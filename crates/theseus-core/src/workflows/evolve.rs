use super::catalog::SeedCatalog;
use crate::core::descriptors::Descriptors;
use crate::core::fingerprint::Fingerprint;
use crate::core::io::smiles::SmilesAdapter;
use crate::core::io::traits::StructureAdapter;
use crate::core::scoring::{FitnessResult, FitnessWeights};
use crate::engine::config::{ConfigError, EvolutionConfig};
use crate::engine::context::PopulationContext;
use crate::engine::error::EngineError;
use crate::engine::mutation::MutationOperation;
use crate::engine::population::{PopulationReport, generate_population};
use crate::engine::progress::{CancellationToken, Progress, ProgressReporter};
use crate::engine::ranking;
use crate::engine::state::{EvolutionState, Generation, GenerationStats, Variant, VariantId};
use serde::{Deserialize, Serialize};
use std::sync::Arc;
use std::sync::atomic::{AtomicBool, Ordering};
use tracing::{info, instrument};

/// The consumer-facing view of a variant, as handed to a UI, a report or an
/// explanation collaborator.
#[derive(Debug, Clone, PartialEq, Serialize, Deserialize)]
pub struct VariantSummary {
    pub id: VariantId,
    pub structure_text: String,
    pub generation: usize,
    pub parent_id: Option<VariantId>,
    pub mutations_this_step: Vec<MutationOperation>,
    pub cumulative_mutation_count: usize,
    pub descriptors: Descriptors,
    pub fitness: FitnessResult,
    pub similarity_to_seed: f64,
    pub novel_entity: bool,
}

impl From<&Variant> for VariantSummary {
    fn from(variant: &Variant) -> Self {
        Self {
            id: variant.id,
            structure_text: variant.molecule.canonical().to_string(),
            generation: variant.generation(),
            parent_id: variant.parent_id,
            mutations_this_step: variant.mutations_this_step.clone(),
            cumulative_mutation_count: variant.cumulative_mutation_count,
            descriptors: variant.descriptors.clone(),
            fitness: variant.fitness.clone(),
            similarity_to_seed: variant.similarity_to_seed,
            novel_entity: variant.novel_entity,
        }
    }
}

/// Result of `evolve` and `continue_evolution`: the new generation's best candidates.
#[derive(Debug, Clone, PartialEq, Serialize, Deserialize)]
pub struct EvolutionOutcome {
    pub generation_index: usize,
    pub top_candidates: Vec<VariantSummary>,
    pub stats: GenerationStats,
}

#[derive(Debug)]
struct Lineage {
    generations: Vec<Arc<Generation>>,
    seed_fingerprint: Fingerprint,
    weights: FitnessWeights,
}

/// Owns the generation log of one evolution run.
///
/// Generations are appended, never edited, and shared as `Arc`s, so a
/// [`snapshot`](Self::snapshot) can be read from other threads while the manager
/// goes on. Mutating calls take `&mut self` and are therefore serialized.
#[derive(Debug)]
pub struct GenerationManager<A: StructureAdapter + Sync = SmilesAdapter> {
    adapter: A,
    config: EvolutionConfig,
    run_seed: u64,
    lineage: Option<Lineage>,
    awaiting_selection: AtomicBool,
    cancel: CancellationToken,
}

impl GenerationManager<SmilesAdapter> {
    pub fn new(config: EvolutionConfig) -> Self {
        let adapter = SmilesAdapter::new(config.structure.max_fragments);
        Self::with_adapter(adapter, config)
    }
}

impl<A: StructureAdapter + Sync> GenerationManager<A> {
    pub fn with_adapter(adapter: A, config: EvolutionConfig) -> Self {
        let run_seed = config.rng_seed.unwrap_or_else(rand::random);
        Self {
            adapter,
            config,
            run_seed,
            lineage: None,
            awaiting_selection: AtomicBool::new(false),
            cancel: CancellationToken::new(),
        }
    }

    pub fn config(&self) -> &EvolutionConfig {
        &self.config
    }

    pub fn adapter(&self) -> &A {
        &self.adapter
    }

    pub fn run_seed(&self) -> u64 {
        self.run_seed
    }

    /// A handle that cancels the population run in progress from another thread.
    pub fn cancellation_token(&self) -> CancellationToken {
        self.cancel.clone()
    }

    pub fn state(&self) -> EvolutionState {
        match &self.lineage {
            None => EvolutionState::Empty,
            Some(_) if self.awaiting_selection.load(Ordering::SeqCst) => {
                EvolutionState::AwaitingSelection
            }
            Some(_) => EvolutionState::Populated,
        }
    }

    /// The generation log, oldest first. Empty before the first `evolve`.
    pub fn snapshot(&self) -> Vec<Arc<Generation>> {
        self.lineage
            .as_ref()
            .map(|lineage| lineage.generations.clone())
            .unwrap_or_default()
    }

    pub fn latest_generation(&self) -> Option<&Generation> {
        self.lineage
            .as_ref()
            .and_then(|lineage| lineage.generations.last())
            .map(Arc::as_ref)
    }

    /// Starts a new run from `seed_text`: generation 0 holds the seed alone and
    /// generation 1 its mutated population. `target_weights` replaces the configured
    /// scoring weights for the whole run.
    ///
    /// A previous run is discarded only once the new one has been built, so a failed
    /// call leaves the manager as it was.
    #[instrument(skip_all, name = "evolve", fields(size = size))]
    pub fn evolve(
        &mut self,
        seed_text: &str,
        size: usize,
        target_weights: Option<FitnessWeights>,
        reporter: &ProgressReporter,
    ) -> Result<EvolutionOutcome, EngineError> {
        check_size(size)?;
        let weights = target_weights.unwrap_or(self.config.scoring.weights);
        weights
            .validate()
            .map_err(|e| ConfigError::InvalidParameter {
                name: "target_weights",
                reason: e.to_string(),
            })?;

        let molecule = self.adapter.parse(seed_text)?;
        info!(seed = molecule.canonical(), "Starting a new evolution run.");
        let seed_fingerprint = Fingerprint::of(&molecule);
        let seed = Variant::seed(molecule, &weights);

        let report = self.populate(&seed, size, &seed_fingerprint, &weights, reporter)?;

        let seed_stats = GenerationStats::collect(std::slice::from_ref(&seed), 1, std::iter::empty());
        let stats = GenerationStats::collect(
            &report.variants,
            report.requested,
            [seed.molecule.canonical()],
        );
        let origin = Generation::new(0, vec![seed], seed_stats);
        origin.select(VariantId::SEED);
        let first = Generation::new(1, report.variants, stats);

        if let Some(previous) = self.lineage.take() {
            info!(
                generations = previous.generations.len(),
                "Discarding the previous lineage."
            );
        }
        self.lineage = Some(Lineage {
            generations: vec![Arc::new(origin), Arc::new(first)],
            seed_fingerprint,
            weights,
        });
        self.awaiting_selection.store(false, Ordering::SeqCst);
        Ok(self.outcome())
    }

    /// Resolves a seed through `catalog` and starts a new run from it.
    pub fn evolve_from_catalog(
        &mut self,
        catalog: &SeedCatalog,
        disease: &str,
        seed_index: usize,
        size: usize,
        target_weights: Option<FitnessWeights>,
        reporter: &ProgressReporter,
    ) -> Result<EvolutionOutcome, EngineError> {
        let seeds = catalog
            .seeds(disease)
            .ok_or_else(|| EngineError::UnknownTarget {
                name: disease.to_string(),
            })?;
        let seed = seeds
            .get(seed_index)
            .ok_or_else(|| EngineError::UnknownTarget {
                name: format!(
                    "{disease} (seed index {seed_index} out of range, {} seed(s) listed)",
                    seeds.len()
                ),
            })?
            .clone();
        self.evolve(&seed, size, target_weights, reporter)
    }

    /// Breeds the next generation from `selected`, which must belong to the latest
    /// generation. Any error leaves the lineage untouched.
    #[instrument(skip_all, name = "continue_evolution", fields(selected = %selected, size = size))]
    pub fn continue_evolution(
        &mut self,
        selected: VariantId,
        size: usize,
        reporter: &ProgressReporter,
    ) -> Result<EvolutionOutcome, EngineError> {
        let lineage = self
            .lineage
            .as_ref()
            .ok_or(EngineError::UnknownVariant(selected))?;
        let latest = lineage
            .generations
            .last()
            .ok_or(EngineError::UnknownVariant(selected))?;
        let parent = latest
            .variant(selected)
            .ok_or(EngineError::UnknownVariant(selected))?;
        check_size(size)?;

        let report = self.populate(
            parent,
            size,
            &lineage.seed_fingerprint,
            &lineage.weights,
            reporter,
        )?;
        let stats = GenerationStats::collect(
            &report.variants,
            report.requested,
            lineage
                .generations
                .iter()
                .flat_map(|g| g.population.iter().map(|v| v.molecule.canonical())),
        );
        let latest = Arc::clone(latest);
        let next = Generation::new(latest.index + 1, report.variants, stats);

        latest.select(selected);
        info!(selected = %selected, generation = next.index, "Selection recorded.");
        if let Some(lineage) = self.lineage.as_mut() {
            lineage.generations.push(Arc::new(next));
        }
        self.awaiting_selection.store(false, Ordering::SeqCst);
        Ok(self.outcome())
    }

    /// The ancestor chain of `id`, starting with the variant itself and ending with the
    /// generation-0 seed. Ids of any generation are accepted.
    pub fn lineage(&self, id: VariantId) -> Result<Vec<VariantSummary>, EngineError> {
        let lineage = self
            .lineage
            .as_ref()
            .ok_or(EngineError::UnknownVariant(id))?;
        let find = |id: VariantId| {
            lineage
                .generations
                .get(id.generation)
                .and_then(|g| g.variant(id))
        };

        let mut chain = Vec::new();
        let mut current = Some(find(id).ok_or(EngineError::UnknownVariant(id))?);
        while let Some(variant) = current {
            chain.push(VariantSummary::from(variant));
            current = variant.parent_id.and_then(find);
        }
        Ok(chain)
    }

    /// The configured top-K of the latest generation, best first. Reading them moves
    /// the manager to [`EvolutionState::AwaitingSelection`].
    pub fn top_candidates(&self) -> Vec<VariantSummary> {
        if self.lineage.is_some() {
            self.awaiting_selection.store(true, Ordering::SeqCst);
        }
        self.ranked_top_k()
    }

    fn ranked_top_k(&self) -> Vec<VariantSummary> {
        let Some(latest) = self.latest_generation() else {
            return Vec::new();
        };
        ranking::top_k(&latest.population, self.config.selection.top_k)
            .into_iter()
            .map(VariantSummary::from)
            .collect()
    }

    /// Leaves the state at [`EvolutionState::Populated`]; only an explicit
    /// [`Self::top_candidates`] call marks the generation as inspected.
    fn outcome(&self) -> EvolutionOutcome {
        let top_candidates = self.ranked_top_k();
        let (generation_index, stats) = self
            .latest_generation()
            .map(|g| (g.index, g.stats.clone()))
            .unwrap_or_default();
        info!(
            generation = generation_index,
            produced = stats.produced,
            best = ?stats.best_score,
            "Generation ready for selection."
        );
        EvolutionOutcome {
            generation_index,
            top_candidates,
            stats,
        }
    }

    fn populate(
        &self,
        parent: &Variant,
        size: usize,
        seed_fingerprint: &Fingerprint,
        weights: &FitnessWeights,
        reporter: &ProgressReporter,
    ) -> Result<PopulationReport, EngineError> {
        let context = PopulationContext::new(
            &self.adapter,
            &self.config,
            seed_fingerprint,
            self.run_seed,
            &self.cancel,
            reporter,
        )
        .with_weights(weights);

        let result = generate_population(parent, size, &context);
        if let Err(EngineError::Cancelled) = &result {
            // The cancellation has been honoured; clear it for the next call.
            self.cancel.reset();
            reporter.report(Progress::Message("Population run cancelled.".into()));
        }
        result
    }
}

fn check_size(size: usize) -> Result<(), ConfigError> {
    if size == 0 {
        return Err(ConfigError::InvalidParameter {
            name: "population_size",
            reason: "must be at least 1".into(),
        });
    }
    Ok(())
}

# # #

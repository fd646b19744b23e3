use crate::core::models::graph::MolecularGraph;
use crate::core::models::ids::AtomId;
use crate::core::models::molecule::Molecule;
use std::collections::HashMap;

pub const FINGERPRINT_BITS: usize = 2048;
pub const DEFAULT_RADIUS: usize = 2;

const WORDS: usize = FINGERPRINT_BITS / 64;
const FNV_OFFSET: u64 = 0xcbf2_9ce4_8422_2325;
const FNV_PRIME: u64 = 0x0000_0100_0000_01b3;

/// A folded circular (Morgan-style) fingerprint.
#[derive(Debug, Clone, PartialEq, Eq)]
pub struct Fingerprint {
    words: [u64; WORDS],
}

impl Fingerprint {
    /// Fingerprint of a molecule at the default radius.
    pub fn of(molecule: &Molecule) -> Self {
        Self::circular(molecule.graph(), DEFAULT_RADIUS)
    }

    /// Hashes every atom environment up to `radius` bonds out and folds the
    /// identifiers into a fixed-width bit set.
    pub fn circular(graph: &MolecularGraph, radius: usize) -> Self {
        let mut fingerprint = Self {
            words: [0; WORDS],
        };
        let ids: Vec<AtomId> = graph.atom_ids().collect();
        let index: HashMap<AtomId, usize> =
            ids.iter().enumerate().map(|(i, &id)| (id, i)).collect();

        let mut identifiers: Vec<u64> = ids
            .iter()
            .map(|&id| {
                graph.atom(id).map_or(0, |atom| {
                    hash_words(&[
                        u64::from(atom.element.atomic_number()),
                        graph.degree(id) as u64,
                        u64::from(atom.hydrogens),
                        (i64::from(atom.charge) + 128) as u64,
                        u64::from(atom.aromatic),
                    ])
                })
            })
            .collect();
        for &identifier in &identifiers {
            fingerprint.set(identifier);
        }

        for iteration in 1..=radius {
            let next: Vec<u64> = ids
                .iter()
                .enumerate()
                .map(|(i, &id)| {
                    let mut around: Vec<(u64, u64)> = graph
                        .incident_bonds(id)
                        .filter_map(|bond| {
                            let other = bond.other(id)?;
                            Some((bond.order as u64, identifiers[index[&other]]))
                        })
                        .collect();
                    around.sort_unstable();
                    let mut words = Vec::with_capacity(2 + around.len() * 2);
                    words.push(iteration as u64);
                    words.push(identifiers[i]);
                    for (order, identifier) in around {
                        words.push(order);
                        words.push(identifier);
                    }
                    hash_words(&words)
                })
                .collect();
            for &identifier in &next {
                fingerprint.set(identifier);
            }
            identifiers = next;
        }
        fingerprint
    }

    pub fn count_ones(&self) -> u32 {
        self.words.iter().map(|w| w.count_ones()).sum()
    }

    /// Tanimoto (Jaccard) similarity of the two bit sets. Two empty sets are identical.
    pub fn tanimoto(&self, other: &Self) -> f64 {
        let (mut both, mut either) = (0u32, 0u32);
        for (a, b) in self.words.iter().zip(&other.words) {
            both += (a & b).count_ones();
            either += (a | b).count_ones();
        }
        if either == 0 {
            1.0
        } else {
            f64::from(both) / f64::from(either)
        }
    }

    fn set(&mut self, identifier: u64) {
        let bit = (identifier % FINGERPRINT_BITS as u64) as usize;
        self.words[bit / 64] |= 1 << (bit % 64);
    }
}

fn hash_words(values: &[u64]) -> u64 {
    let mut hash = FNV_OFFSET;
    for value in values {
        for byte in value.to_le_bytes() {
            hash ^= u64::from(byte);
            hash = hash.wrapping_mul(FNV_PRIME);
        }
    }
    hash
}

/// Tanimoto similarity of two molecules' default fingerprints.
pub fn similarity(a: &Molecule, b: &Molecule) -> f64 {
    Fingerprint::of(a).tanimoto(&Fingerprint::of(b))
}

# # #

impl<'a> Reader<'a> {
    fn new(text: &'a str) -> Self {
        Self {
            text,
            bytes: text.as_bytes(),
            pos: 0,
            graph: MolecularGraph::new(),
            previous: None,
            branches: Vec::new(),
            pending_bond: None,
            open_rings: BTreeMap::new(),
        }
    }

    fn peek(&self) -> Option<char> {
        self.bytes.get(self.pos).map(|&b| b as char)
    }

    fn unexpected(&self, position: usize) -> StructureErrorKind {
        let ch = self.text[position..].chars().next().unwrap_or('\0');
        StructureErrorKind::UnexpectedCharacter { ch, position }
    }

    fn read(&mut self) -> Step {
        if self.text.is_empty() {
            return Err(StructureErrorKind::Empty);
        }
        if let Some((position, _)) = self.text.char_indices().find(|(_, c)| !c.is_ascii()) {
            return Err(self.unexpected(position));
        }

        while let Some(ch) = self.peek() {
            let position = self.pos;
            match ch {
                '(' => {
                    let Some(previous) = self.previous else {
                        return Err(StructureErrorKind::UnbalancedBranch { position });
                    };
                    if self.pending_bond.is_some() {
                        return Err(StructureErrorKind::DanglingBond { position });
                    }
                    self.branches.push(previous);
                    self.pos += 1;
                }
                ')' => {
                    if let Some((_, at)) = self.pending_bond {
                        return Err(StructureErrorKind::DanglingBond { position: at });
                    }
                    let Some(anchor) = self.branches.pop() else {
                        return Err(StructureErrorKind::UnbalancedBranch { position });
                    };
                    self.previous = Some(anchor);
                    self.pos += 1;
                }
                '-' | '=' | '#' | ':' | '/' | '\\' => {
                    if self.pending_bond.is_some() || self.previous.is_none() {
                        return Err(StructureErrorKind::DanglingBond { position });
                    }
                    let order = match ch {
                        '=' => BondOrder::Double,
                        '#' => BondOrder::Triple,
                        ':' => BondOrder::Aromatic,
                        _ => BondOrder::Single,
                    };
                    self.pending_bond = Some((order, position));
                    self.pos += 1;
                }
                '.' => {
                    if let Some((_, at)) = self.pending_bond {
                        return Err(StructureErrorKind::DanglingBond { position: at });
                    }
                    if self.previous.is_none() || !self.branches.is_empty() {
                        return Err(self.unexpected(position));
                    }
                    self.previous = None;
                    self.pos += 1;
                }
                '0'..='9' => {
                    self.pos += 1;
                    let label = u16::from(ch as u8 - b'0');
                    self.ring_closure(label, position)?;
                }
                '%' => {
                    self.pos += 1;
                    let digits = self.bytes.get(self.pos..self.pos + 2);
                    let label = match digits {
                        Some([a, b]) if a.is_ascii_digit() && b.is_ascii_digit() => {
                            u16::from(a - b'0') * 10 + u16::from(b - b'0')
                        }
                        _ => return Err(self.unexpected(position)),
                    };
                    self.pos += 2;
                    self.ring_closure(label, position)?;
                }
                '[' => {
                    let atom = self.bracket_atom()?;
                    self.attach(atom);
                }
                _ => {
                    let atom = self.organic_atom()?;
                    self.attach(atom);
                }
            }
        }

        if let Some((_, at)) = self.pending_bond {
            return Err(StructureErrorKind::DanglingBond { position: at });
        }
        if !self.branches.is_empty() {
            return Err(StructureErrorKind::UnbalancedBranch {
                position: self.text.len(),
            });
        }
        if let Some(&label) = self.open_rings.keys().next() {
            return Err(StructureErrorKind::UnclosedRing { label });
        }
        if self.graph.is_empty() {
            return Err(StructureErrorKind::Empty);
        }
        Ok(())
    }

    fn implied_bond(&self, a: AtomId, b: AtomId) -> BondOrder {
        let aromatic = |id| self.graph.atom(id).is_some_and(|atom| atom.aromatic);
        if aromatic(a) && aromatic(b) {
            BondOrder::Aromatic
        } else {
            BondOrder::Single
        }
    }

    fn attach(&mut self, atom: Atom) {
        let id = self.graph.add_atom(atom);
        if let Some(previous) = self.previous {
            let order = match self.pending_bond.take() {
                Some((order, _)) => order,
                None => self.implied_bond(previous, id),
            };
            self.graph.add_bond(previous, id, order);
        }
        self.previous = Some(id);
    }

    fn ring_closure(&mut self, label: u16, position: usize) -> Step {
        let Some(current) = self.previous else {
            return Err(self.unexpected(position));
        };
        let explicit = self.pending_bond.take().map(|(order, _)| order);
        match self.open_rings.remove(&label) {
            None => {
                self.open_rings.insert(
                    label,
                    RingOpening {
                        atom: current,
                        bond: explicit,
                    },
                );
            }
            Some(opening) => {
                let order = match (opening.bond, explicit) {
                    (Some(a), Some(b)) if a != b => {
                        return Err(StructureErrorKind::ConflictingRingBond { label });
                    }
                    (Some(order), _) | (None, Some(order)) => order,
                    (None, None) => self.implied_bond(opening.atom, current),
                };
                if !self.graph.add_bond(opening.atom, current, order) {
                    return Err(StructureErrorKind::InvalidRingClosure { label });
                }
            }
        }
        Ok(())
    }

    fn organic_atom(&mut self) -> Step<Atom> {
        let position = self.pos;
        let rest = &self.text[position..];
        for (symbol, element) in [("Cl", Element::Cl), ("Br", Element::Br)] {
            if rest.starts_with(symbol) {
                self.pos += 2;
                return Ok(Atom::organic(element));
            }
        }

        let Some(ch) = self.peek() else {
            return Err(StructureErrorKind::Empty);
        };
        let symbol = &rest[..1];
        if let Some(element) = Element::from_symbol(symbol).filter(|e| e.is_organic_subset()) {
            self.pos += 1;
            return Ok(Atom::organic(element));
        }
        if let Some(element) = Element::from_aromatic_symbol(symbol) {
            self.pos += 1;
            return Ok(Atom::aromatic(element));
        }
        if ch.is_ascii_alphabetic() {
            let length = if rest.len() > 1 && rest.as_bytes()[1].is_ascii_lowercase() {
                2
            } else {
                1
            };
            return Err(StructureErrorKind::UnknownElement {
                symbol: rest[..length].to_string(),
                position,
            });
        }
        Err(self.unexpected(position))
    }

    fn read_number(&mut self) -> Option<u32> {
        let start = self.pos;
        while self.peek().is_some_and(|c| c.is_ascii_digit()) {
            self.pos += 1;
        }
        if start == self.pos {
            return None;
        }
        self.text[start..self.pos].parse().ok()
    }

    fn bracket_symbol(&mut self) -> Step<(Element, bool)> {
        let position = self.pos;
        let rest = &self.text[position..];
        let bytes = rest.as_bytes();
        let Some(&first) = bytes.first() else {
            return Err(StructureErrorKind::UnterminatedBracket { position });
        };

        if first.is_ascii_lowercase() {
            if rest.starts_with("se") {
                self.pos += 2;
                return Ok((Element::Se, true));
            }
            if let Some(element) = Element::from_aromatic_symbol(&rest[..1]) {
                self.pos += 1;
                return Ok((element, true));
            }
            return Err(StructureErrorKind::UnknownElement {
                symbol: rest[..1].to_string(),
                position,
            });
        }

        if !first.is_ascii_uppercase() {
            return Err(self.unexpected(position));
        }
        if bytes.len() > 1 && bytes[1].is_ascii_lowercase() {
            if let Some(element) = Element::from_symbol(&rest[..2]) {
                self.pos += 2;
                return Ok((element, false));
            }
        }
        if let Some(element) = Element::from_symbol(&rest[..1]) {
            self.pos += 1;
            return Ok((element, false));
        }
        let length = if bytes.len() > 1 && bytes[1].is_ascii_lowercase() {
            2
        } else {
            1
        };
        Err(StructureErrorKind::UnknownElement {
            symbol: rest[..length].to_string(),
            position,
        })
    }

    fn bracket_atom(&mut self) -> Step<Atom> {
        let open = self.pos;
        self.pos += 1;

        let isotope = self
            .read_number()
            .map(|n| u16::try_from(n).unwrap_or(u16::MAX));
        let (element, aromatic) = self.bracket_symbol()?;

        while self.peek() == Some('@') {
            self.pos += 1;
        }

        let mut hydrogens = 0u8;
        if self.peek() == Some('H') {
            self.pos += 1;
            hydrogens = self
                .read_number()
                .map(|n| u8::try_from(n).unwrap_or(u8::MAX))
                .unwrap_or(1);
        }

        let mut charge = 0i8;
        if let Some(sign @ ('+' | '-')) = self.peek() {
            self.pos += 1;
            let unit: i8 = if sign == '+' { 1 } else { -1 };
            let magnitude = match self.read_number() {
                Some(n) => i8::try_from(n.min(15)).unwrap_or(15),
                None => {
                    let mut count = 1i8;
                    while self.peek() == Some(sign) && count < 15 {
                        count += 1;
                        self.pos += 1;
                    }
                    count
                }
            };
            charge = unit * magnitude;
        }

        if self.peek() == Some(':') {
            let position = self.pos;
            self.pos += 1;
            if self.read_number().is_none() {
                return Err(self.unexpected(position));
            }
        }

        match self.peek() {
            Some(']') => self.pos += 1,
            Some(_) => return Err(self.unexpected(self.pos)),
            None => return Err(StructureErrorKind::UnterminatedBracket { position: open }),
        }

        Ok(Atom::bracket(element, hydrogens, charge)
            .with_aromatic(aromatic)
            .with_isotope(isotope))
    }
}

# # #

Exercise objective:
The answer is the run of lines above from the line containing "to the latest" through the line containing "fields(selected = %selected, size = size))]", copied exactly and alone.

Result for this exercise:
    /// Breeds the next generation from `selected`, which must belong to the latest
    /// generation. Any error leaves the lineage untouched.
    #[instrument(skip_all, name = "continue_evolution", fields(selected = %selected, size = size))]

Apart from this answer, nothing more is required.